═══ Extracted entries

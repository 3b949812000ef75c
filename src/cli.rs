//! CLI arguments and subcommands for ps-census.
//!
//! This module defines the command-line interface structure using the clap library,
//! including all flags, options, and subcommands.

use clap::{Parser, Subcommand, ValueEnum};
use ps_census::sink::{SinkKind, WriteMode};
use std::path::PathBuf;

/// Log level options for CLI parsing
#[derive(Debug, Clone, ValueEnum)]
pub enum LogLevel {
    Off,
    Error,
    Warn,
    Info,
    Debug,
    Trace,
}

/// Configuration format options for output
#[derive(Debug, Clone, ValueEnum)]
pub enum ConfigFormat {
    Yaml,
    Json,
    Toml,
}

/// Record output formats for the scan command
#[derive(Debug, Clone, ValueEnum)]
pub enum RecordFormat {
    Yaml,
    Json,
}

/// Main CLI arguments structure
#[derive(Parser, Debug)]
#[command(
    name = "ps-census",
    about = "Per-process cgroup and memory census persisted to SQLite or Redis",
    long_about = "Per-process cgroup and memory census persisted to SQLite or Redis.\n\n\
                  Periodically scans every process in /proc, resolves its pids cgroup, \
                  namespace pid, memory counters and command line, and forwards the records \
                  to a relational change log or to self-expiring liveness keys.",
    version,
    propagate_version = true
)]
pub struct Args {
    #[command(subcommand)]
    pub command: Option<Commands>,

    /// Log level
    #[arg(long, value_enum, default_value = "info")]
    pub log_level: LogLevel,

    /// Config file (YAML/JSON/TOML)
    #[arg(short = 'c', long)]
    pub config: Option<PathBuf>,

    /// Disable all config file loading
    #[arg(long)]
    pub no_config: bool,

    /// Print effective merged config and exit
    #[arg(long)]
    pub show_config: bool,

    /// Output format for --show-config
    #[arg(long, value_enum, default_value = "yaml")]
    pub config_format: ConfigFormat,

    /// Validate config and exit (return code 1 on error)
    #[arg(long)]
    pub check_config: bool,

    /// Hostname reported with every record
    #[arg(long)]
    pub hostname: Option<String>,

    /// Process poll interval in seconds
    #[arg(long)]
    pub poll_interval: Option<u64>,

    /// Process registry directory
    #[arg(long)]
    pub proc_root: Option<PathBuf>,

    /// Capacity of the scanner-to-sink queue
    #[arg(long)]
    pub queue_capacity: Option<usize>,

    /// Maximum number of processes to scan per cycle
    #[arg(long)]
    pub max_processes: Option<usize>,

    /// Fall back to the cgroup v2 unified path when no pids controller exists
    #[arg(long)]
    pub cgroup_v2_fallback: bool,

    /// Sink backend (relational, liveness)
    #[arg(long)]
    pub sink: Option<SinkKind>,

    /// SQLite database file for the relational sink
    #[arg(long)]
    pub database_path: Option<PathBuf>,

    /// Relational write mode (always, cgroup-change, sample-change)
    #[arg(long)]
    pub write_mode: Option<WriteMode>,

    /// Redis address in form host:port
    #[arg(long)]
    pub redis_addr: Option<String>,

    /// Redis password
    #[arg(long)]
    pub redis_passwd: Option<String>,

    /// Redis DB
    #[arg(long)]
    pub redis_db: Option<i64>,

    /// Seconds added to the poll interval for liveness key expiration
    #[arg(long)]
    pub ttl_margin: Option<u64>,
}

/// Subcommands for additional functionality
#[derive(Subcommand, Debug)]
pub enum Commands {
    /// Validate configuration and /proc readability
    Check,

    /// Generate configuration files
    Config {
        /// Output file path ("-" for stdout)
        #[arg(short = 'o', long)]
        output: Option<PathBuf>,

        /// Output format
        #[arg(long, value_enum, default_value = "yaml")]
        format: ConfigFormat,

        /// Include comments and examples
        #[arg(long)]
        commented: bool,
    },

    /// Run one census cycle and print the records
    Scan {
        /// Output format
        #[arg(long, value_enum, default_value = "yaml")]
        format: RecordFormat,

        /// Print at most N records
        #[arg(short = 'n', long)]
        limit: Option<usize>,

        /// Also print per-process failures
        #[arg(long)]
        verbose: bool,
    },
}
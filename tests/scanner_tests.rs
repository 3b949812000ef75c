//! Integration tests for the process scanner.
//!
//! These tests build fake process registries in temporary directories and
//! verify record assembly through the public API.

use ps_census::error::{CgroupError, ProcessError};
use ps_census::process::{list_pids, ProcessScanner, ScannerOptions, SequenceId};
use std::fs;
use std::path::Path;

const STATUS_DOC: &str = "Name:\tnginx\n\
    NSpid:\t3100\t7\n\
    VmPeak:\t   20480 kB\n\
    VmSize:\t   20000 kB\n\
    VmLck:\t       0 kB\n\
    VmPin:\t       0 kB\n\
    VmHWM:\t    8192 kB\n\
    VmRSS:\t    4096 kB\n\
    RssAnon:\t    2048 kB\n\
    RssFile:\t    1536 kB\n\
    RssShmem:\t     512 kB\n";

/// Helper to create one process directory with the given documents.
fn fake_process(
    root: &Path,
    pid: u32,
    cgroup: Option<&str>,
    status: Option<&str>,
    cmdline: Option<&[u8]>,
) {
    let dir = root.join(pid.to_string());
    fs::create_dir_all(&dir).unwrap();
    if let Some(c) = cgroup {
        fs::write(dir.join("cgroup"), c).unwrap();
    }
    if let Some(s) = status {
        fs::write(dir.join("status"), s).unwrap();
    }
    if let Some(c) = cmdline {
        fs::write(dir.join("cmdline"), c).unwrap();
    }
}

fn scanner_for(root: &Path) -> ProcessScanner {
    ProcessScanner::new(ScannerOptions {
        root: root.to_path_buf(),
        ..Default::default()
    })
    .unwrap()
}

#[test]
fn test_candidate_pids_are_all_digit_entries() {
    let dir = tempfile::tempdir().unwrap();
    for name in ["123", "abc", "45x", "6"] {
        fs::create_dir(dir.path().join(name)).unwrap();
    }

    let pids = list_pids(dir.path(), None).unwrap();
    let names: Vec<String> = pids.iter().map(|p| p.to_string()).collect();
    assert_eq!(names.len(), 2);
    assert!(names.contains(&"123".to_string()));
    assert!(names.contains(&"6".to_string()));
}

#[test]
fn test_full_record_assembly() {
    let dir = tempfile::tempdir().unwrap();
    fake_process(
        dir.path(),
        3100,
        Some("5:memory:/m\n12:pids:/system.slice/nginx.service\n11:cpu:/other\n"),
        Some(STATUS_DOC),
        Some(b"nginx:\x00master\x00process\x00"),
    );

    let scanner = scanner_for(dir.path());
    let outcomes: Vec<_> = scanner.scan(SequenceId(77)).unwrap().collect();
    assert_eq!(outcomes.len(), 1);

    let record = outcomes.into_iter().next().unwrap().unwrap();
    assert_eq!(record.pid, 3100);
    assert_eq!(record.sequence_id, SequenceId(77));
    assert_eq!(record.cgroup, "/system.slice/nginx.service");
    assert_eq!(record.namespace_pid, Some(7));
    assert_eq!(record.memory.vm_peak, Some(20480));
    assert_eq!(record.memory.vm_size, Some(20000));
    assert_eq!(record.memory.vm_lck, Some(0));
    assert_eq!(record.memory.vm_pin, Some(0));
    assert_eq!(record.memory.vm_hwm, Some(8192));
    assert_eq!(record.memory.vm_rss, Some(4096));
    assert_eq!(record.memory.rss_anon, Some(2048));
    assert_eq!(record.memory.rss_file, Some(1536));
    assert_eq!(record.memory.rss_shmem, Some(512));
    assert_eq!(record.cmdline.as_deref(), Some("nginx:masterprocess"));
}

#[test]
fn test_missing_cgroup_produces_only_an_error() {
    let dir = tempfile::tempdir().unwrap();
    fake_process(dir.path(), 200, None, Some(STATUS_DOC), Some(b"sh\x00"));
    fake_process(dir.path(), 300, Some("1:pids:/ok\n"), None, None);

    let scanner = scanner_for(dir.path());
    let outcomes: Vec<_> = scanner.scan(SequenceId(1)).unwrap().collect();
    assert_eq!(outcomes.len(), 2);

    let for_200: Vec<_> = outcomes
        .iter()
        .filter(|o| match o {
            Ok(r) => r.pid == 200,
            Err(e) => e.pid() == 200,
        })
        .collect();
    assert_eq!(for_200.len(), 1);
    match for_200[0] {
        Err(e @ ProcessError::CgroupUnavailable { .. }) => assert!(e.is_vanished()),
        other => panic!("expected cgroup failure, got {:?}", other),
    }

    let ok: Vec<_> = outcomes.iter().filter_map(|o| o.as_ref().ok()).collect();
    assert_eq!(ok.len(), 1);
    assert_eq!(ok[0].pid, 300);
}

#[test]
fn test_no_pids_controller_is_not_found() {
    let dir = tempfile::tempdir().unwrap();
    fake_process(dir.path(), 42, Some("11:cpu:/other\n"), Some(STATUS_DOC), None);

    let scanner = scanner_for(dir.path());
    match scanner.observe(42, SequenceId(1)) {
        Err(ProcessError::CgroupUnavailable {
            pid: 42,
            source: CgroupError::NotFound,
        }) => {}
        other => panic!("expected NotFound, got {:?}", other),
    }
}

#[test]
fn test_unreadable_status_keeps_record_without_metrics() {
    let dir = tempfile::tempdir().unwrap();
    fake_process(dir.path(), 9, Some("3:pids:/a\n"), None, Some(b"/sbin/agetty\x00tty1"));

    let scanner = scanner_for(dir.path());
    let record = scanner.observe(9, SequenceId(3)).unwrap();
    assert_eq!(record.cgroup, "/a");
    assert_eq!(record.namespace_pid, None);
    assert_eq!(record.memory.vm_rss, None);
    assert_eq!(record.cmdline.as_deref(), Some("/sbin/agettytty1"));
}

#[test]
fn test_every_record_of_a_cycle_shares_the_sequence_id() {
    let dir = tempfile::tempdir().unwrap();
    for pid in 1..=5 {
        fake_process(dir.path(), pid, Some("1:pids:/x\n"), Some(STATUS_DOC), None);
    }

    let scanner = scanner_for(dir.path());
    let seq = SequenceId::random();
    let records: Vec<_> = scanner
        .scan(seq)
        .unwrap()
        .map(|o| o.unwrap())
        .collect();
    assert_eq!(records.len(), 5);
    assert!(records.iter().all(|r| r.sequence_id == seq));
}

#[test]
fn test_unified_fallback_option() {
    let dir = tempfile::tempdir().unwrap();
    fake_process(dir.path(), 5, Some("0::/user.slice/session-1.scope\n"), None, None);

    let strict = scanner_for(dir.path());
    assert!(strict.observe(5, SequenceId(1)).is_err());

    let lenient = ProcessScanner::new(ScannerOptions {
        root: dir.path().to_path_buf(),
        unified_fallback: true,
        ..Default::default()
    })
    .unwrap();
    let record = lenient.observe(5, SequenceId(1)).unwrap();
    assert_eq!(record.cgroup, "/user.slice/session-1.scope");
}

#[test]
fn test_scan_of_missing_registry_fails() {
    let dir = tempfile::tempdir().unwrap();
    let scanner = scanner_for(&dir.path().join("gone"));
    assert!(scanner.scan(SequenceId(1)).is_err());
}
//! Process observation types produced by the scanner.

use rand::Rng;
use serde::Serialize;
use std::fmt;

/// Correlation id shared by every record of one scan cycle.
#[derive(Debug, Clone, Copy, PartialEq, Eq, Hash, Serialize)]
#[serde(transparent)]
pub struct SequenceId(pub i32);

impl SequenceId {
    /// Draws a fresh non-negative id. Collisions across cycles are tolerated.
    pub fn random() -> Self {
        SequenceId(rand::thread_rng().gen_range(0..=i32::MAX))
    }
}

impl fmt::Display for SequenceId {
    fn fmt(&self, f: &mut fmt::Formatter<'_>) -> fmt::Result {
        write!(f, "{}", self.0)
    }
}

/// Memory counters from `/proc/<pid>/status`, in kB as reported by the kernel.
#[derive(Debug, Clone, Copy, Default, PartialEq, Eq, Serialize)]
pub struct MemoryStats {
    pub vm_peak: Option<u64>,
    pub vm_size: Option<u64>,
    pub vm_lck: Option<u64>,
    pub vm_pin: Option<u64>,
    pub vm_hwm: Option<u64>,
    pub vm_rss: Option<u64>,
    pub rss_anon: Option<u64>,
    pub rss_file: Option<u64>,
    pub rss_shmem: Option<u64>,
}

impl MemoryStats {
    /// Counters in status-document order.
    pub fn as_array(&self) -> [Option<u64>; 9] {
        [
            self.vm_peak,
            self.vm_size,
            self.vm_lck,
            self.vm_pin,
            self.vm_hwm,
            self.vm_rss,
            self.rss_anon,
            self.rss_file,
            self.rss_shmem,
        ]
    }
}

/// One process observation.
///
/// A record only exists once its cgroup is known; every other field is
/// best-effort and may be absent.
#[derive(Debug, Clone, PartialEq, Eq, Serialize)]
pub struct ProcessRecord {
    pub sequence_id: SequenceId,
    pub pid: u32,
    pub cgroup: String,
    pub namespace_pid: Option<u32>,
    pub memory: MemoryStats,
    pub cmdline: Option<String>,
}

impl ProcessRecord {
    pub fn new(sequence_id: SequenceId, pid: u32, cgroup: String) -> Self {
        Self {
            sequence_id,
            pid,
            cgroup,
            namespace_pid: None,
            memory: MemoryStats::default(),
            cmdline: None,
        }
    }
}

══════

## What you have to do
If a line in the entries holds the string "bool", count it, then state the total and nothing more.

## Response
6